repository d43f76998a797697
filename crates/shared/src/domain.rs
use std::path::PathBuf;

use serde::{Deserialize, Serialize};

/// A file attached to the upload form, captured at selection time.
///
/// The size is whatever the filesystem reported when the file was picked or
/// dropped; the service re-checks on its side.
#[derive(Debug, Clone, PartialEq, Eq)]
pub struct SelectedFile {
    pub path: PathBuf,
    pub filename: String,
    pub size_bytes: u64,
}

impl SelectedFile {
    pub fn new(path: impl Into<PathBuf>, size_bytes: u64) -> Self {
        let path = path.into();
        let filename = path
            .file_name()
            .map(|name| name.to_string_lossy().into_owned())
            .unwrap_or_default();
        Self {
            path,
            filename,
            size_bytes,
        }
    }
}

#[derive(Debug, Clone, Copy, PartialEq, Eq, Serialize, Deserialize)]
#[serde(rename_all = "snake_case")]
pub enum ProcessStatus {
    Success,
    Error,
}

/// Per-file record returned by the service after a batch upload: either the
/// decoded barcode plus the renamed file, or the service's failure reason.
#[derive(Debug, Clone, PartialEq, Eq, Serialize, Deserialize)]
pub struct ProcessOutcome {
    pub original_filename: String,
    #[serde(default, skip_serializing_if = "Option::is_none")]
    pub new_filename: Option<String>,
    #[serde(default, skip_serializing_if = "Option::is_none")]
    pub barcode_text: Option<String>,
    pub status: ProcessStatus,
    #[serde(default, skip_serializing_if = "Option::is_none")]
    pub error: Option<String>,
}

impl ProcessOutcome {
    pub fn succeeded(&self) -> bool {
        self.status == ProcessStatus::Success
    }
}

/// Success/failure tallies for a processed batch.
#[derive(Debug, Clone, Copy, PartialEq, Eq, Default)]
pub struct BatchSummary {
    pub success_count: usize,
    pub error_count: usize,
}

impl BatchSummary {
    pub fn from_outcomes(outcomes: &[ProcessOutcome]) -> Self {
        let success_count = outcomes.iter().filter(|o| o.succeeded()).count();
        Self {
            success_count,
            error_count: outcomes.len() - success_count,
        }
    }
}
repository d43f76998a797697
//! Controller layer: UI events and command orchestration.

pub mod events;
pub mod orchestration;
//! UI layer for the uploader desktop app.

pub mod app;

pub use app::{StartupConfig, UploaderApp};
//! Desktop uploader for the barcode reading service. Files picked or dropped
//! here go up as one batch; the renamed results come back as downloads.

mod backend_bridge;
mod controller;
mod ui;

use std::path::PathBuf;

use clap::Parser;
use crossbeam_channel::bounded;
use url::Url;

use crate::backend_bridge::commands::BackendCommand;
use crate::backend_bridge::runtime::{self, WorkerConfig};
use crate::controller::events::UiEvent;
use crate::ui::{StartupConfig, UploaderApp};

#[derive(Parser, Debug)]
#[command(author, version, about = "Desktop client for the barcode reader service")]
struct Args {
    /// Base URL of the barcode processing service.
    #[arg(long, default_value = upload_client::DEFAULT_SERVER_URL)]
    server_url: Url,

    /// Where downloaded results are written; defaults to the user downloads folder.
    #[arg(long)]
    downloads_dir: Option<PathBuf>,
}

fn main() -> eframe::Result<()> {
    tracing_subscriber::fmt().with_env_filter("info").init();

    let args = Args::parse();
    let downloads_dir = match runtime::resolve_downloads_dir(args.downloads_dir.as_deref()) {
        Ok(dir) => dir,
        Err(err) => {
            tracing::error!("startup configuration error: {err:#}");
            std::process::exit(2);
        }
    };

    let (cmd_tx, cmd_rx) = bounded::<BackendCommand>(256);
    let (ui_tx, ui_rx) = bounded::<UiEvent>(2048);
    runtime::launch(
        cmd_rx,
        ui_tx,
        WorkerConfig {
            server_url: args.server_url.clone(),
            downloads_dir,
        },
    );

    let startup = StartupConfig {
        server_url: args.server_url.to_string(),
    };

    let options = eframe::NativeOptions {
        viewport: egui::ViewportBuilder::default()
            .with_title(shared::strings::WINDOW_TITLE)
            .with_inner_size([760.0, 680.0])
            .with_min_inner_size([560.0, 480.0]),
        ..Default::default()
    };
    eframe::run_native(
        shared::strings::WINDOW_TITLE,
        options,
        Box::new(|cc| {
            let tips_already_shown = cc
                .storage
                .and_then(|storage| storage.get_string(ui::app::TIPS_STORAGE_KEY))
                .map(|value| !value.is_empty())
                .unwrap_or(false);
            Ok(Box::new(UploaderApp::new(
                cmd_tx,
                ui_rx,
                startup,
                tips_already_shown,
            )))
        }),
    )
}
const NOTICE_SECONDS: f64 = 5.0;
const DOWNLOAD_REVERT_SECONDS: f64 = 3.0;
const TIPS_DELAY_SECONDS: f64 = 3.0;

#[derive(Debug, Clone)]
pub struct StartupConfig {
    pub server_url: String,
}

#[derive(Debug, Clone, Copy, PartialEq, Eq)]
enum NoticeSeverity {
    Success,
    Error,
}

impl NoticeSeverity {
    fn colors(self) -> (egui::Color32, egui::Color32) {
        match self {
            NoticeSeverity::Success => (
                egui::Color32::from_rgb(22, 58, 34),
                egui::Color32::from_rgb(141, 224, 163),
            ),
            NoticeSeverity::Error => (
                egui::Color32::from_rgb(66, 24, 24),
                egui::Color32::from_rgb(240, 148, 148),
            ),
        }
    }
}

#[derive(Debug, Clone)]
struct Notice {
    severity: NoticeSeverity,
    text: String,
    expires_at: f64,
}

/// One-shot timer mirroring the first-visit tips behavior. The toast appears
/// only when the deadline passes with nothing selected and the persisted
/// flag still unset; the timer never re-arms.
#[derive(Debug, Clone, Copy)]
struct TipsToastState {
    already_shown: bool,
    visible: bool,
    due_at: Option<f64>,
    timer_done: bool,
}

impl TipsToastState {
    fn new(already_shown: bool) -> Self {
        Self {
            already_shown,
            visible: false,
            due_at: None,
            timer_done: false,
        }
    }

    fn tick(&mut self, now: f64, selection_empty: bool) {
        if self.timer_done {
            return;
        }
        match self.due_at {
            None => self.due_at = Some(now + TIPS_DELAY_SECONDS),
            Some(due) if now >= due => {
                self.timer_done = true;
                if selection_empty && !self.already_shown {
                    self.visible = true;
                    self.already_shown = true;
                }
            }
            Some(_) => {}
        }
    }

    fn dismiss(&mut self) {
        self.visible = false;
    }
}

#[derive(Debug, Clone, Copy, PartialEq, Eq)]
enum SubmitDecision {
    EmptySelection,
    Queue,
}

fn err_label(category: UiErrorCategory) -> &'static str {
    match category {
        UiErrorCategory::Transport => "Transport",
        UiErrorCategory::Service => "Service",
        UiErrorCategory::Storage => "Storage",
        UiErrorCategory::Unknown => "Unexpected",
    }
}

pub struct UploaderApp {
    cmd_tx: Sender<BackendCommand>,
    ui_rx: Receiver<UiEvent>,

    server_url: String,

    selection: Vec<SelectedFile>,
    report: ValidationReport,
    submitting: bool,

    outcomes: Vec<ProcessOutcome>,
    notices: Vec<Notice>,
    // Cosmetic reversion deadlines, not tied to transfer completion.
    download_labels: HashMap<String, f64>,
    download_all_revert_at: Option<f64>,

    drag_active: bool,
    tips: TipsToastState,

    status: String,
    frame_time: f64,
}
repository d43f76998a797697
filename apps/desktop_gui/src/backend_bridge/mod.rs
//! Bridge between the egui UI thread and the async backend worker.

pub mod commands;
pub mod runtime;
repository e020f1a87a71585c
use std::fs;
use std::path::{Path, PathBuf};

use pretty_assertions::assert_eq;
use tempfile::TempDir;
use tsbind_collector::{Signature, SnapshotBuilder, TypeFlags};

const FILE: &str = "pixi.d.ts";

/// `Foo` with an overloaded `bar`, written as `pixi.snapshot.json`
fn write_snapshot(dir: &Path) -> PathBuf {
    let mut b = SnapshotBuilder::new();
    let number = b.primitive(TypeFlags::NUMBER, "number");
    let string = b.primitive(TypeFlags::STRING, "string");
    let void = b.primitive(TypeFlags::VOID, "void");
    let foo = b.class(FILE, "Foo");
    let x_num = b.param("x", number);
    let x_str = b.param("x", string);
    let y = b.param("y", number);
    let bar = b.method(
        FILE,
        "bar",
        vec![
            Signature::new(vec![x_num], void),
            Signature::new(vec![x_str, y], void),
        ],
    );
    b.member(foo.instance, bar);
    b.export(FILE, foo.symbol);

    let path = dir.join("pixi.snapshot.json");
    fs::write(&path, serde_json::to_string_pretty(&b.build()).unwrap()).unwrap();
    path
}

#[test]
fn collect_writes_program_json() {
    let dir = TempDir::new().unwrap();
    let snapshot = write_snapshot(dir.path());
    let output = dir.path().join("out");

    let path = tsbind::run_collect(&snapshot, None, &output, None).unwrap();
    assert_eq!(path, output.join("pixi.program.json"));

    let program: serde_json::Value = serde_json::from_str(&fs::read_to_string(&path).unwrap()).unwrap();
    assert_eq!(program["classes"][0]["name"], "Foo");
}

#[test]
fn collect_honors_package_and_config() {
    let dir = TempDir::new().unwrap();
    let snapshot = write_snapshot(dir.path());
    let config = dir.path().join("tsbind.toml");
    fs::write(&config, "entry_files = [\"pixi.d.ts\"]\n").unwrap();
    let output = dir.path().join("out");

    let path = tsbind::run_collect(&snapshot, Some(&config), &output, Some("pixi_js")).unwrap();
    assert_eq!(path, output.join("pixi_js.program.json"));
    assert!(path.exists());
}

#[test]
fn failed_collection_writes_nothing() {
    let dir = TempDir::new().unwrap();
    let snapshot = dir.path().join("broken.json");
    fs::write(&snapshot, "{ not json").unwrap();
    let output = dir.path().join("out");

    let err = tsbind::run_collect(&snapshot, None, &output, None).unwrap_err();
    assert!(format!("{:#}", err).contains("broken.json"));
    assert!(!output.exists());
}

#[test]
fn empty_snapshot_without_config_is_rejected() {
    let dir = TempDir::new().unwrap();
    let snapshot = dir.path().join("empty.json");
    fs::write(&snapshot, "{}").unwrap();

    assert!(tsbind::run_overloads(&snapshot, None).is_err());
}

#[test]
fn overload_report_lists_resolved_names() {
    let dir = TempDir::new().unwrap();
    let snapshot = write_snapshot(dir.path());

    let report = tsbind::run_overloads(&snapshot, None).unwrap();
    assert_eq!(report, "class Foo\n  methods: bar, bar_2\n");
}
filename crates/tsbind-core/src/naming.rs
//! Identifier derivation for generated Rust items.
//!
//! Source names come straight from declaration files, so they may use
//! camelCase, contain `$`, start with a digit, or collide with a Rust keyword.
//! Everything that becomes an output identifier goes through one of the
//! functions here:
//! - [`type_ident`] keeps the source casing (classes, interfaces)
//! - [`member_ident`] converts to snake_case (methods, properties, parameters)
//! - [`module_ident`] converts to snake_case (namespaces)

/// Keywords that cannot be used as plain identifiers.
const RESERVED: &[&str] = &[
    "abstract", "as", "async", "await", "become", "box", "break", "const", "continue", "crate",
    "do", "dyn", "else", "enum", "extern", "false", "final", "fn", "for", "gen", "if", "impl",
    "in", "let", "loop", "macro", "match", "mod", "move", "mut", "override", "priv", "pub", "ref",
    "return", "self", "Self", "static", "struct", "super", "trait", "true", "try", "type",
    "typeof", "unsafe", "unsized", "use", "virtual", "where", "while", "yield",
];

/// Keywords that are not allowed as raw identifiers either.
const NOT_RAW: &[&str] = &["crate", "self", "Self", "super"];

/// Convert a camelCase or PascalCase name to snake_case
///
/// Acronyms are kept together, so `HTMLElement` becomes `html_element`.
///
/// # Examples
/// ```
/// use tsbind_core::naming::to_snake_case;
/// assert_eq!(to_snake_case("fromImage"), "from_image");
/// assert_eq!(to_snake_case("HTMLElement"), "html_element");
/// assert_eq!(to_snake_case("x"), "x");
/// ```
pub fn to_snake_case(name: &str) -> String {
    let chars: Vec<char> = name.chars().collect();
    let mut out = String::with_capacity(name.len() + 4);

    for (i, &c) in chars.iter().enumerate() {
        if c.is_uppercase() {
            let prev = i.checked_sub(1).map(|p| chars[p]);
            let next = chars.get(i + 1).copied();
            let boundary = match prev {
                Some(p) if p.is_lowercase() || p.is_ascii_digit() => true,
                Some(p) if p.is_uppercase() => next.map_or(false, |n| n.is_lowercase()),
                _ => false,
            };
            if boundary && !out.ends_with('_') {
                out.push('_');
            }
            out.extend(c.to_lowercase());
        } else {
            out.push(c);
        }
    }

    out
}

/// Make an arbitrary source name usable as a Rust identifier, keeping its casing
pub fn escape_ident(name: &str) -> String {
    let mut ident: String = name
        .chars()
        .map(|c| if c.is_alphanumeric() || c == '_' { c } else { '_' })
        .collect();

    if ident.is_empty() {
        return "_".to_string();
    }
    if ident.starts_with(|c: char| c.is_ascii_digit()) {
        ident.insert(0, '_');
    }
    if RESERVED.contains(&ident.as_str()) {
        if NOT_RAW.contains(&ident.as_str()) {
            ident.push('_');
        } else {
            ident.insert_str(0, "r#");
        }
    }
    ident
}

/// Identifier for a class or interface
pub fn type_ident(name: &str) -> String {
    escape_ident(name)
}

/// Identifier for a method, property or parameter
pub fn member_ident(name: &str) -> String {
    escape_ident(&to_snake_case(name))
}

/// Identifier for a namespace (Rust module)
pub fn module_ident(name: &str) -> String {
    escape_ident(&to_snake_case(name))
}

***

Say how many lines of these records hold the string "egui", giving the number and no other words.

7